> [Your objective] Print nothing except the lines of the listing below from the line with "the light theme" to the line with "cheap to stroke.", each exactly as written, both ends included.

========================

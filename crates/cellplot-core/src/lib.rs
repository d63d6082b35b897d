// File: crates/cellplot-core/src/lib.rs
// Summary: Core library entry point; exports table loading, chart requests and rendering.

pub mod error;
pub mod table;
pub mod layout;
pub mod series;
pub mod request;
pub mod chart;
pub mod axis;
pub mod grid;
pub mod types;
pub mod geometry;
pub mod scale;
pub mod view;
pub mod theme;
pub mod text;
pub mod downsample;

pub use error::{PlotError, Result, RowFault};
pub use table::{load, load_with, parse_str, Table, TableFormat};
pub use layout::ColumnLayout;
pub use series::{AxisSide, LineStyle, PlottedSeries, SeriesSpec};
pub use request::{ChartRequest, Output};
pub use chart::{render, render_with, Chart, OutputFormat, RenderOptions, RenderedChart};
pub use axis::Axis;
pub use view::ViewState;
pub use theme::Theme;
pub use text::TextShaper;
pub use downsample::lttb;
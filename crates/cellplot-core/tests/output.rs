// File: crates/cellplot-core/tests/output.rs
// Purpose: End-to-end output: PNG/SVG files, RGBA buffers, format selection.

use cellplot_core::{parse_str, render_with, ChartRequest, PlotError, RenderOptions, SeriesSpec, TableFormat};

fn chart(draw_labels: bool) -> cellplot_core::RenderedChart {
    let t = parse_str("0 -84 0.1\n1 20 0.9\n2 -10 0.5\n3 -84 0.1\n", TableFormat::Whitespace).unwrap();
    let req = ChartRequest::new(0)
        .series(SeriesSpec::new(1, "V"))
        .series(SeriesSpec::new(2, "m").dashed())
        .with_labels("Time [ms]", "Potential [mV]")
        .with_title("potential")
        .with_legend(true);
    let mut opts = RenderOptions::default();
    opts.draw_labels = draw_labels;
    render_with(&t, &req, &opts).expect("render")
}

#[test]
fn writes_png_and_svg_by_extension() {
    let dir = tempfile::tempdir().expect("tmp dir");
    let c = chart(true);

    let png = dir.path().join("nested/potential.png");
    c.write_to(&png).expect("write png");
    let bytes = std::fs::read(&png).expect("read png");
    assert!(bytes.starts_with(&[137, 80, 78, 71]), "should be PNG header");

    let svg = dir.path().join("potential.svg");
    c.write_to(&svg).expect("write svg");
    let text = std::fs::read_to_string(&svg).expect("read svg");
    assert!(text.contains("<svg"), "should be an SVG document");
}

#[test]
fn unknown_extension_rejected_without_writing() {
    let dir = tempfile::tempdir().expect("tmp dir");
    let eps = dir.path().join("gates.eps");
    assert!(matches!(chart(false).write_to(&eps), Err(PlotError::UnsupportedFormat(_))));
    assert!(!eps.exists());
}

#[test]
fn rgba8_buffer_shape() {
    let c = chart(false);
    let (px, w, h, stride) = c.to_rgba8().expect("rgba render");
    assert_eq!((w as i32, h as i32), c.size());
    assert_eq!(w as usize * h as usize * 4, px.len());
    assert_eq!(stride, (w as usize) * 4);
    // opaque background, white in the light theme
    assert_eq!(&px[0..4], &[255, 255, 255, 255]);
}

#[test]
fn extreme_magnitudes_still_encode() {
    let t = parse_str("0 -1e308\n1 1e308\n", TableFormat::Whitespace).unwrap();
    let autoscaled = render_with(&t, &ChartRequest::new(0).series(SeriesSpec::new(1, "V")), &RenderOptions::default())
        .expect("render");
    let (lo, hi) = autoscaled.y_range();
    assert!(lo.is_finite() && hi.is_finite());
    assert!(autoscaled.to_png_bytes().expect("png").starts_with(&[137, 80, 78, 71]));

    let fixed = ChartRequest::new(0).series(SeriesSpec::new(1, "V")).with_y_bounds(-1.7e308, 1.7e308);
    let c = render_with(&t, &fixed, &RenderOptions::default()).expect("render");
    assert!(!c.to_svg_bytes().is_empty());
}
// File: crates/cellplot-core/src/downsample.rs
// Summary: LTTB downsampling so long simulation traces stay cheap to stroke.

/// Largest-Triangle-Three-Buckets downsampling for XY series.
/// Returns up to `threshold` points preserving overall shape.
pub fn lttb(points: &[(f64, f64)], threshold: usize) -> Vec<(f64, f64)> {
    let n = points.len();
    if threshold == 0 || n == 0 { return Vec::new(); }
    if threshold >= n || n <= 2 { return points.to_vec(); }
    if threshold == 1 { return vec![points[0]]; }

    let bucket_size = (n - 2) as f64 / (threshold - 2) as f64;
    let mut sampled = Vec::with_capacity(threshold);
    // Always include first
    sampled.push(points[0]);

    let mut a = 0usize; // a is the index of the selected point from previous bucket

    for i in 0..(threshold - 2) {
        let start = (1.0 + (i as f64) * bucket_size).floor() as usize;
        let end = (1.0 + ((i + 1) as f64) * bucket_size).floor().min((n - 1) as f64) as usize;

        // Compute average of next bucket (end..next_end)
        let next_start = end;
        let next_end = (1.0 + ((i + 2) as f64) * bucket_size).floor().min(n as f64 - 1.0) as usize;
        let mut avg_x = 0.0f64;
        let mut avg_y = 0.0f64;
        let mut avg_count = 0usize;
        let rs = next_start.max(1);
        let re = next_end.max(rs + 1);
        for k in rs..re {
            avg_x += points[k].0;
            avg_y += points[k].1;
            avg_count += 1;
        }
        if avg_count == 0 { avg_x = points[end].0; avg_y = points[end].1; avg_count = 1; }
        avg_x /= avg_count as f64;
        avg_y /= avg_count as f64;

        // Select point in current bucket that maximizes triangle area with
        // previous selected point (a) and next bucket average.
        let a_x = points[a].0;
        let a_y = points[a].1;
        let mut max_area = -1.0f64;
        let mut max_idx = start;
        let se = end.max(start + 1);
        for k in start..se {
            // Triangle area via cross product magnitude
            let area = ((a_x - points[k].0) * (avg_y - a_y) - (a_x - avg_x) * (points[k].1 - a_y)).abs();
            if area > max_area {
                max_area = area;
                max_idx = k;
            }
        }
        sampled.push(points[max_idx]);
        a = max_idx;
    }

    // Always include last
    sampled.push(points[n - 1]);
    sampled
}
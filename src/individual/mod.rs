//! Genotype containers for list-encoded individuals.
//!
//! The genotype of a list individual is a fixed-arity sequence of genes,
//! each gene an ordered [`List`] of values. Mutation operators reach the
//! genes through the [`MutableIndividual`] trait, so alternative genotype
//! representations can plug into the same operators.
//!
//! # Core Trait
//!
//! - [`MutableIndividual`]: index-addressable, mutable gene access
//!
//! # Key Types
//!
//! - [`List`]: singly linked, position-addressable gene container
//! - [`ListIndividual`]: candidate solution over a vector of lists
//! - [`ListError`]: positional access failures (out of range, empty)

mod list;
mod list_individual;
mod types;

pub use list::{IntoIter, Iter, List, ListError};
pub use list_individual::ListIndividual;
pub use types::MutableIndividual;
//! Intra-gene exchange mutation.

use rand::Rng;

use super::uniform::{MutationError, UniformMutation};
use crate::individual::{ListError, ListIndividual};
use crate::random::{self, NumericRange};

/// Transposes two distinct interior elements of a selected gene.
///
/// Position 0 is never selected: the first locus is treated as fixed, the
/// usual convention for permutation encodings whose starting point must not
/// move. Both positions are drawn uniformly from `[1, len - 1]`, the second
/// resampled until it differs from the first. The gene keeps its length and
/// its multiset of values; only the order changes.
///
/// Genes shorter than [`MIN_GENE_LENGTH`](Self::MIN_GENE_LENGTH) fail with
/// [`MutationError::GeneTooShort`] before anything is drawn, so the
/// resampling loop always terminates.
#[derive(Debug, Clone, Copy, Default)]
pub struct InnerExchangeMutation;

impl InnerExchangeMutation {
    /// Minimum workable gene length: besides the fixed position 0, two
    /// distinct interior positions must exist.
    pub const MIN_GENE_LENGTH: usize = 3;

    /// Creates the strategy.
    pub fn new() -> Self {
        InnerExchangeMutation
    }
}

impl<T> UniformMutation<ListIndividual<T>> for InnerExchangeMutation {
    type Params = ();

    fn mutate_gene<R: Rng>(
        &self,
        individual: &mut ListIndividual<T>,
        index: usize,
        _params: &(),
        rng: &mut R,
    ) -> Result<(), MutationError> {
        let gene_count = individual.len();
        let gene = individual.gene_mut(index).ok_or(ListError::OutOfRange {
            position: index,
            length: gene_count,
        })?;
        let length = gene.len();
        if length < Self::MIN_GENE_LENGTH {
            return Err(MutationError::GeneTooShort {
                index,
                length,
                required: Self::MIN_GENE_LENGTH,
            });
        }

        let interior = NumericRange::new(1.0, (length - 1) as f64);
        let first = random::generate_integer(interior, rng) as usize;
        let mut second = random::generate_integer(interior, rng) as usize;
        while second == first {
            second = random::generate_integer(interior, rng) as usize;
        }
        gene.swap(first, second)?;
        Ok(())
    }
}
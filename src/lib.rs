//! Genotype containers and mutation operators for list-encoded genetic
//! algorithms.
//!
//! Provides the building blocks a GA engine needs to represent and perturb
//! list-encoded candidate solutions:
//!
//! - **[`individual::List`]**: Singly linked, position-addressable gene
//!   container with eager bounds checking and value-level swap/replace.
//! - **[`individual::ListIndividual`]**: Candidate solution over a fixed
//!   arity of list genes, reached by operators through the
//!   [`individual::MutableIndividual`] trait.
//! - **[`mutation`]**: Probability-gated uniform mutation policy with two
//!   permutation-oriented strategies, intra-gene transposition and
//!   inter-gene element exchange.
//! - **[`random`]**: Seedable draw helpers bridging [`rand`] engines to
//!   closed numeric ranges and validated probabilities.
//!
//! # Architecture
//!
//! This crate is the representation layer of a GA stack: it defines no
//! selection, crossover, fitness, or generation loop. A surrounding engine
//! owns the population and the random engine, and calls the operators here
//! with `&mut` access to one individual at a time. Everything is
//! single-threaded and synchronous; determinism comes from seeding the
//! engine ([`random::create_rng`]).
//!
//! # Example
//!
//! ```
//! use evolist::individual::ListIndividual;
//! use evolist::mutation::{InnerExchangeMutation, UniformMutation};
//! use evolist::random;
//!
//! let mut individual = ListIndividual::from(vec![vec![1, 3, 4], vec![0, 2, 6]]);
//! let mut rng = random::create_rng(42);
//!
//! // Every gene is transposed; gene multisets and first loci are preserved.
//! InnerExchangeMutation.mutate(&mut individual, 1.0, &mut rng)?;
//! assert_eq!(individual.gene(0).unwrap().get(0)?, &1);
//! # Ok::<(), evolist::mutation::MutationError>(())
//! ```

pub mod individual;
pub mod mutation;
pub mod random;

========================

> [Solution below]
    // opaque background, white in the light theme
    assert_eq!(&px[0..4], &[255, 255, 255, 255]);
}

#[test]
fn extreme_magnitudes_still_encode() {
    let t = parse_str("0 -1e308\n1 1e308\n", TableFormat::Whitespace).unwrap();
    let autoscaled = render_with(&t, &ChartRequest::new(0).series(SeriesSpec::new(1, "V")), &RenderOptions::default())
        .expect("render");
    let (lo, hi) = autoscaled.y_range();
    assert!(lo.is_finite() && hi.is_finite());
    assert!(autoscaled.to_png_bytes().expect("png").starts_with(&[137, 80, 78, 71]));

    let fixed = ChartRequest::new(0).series(SeriesSpec::new(1, "V")).with_y_bounds(-1.7e308, 1.7e308);
    let c = render_with(&t, &fixed, &RenderOptions::default()).expect("render");
    assert!(!c.to_svg_bytes().is_empty());
}
// File: crates/cellplot-core/src/downsample.rs
// Summary: LTTB downsampling so long simulation traces stay cheap to stroke.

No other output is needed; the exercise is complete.